TASK DIRECTIONS: Find every line in the data that contains the word "must". Return each of those lines.

Stored data
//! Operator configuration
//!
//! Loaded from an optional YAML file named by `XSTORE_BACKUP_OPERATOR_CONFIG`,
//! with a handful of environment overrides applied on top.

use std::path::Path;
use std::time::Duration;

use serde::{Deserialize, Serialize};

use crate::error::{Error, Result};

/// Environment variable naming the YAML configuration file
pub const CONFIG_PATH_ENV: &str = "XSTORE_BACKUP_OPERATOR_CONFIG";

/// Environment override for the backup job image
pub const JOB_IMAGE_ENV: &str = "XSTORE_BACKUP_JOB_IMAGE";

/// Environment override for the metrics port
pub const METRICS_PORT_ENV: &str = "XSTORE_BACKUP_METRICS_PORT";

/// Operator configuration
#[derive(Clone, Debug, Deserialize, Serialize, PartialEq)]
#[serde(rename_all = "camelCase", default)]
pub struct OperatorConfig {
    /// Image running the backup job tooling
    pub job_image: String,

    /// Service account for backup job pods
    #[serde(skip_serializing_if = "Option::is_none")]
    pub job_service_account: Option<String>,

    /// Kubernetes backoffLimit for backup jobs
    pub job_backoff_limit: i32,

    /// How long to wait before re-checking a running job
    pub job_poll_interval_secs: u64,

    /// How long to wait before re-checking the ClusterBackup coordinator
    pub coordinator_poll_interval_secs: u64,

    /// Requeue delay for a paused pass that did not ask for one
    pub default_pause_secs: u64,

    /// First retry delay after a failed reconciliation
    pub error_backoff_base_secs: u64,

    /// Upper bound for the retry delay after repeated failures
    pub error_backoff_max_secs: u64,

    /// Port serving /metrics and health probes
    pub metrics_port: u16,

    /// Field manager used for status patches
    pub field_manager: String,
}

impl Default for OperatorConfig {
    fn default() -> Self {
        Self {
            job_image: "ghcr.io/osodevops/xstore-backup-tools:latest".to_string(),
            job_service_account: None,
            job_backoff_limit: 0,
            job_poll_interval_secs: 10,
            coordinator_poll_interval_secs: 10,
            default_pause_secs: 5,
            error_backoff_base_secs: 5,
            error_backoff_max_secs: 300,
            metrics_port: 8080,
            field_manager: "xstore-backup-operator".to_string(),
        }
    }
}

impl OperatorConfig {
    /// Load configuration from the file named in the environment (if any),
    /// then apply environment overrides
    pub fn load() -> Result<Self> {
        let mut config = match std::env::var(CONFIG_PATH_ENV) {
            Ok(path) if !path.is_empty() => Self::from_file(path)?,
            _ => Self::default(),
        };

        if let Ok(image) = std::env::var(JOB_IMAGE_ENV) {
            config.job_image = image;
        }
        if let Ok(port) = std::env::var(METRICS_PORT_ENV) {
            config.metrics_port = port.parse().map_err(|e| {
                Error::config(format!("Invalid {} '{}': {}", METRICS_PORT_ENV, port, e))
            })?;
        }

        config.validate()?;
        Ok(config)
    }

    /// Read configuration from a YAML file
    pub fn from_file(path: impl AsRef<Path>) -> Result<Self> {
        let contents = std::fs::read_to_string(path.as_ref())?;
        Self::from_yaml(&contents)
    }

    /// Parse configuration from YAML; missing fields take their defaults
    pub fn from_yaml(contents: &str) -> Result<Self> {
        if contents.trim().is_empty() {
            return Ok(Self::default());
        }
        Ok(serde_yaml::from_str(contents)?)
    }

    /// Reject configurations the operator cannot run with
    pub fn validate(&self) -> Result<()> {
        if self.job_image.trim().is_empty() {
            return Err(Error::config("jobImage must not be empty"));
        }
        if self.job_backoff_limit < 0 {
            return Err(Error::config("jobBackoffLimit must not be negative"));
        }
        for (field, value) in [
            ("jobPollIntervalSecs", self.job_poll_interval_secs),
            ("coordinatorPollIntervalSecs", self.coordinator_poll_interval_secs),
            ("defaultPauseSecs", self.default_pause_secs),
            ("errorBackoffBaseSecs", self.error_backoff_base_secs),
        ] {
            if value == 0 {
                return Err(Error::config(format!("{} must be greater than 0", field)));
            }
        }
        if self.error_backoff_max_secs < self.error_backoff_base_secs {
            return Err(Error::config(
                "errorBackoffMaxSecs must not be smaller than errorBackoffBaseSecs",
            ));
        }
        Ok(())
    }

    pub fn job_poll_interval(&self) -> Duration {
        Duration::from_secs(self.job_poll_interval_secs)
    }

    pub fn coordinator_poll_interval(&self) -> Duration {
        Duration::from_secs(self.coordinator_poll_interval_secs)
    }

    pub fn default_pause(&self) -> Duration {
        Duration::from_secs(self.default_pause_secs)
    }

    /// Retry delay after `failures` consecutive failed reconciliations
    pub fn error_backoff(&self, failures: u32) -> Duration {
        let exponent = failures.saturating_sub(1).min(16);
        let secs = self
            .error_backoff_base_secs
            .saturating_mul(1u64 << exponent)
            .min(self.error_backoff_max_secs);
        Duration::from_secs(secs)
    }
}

RESULT BELOW:
            return Err(Error::config("jobImage must not be empty"));
            return Err(Error::config("jobBackoffLimit must not be negative"));
                return Err(Error::config(format!("{} must be greater than 0", field)));
                "errorBackoffMaxSecs must not be smaller than errorBackoffBaseSecs",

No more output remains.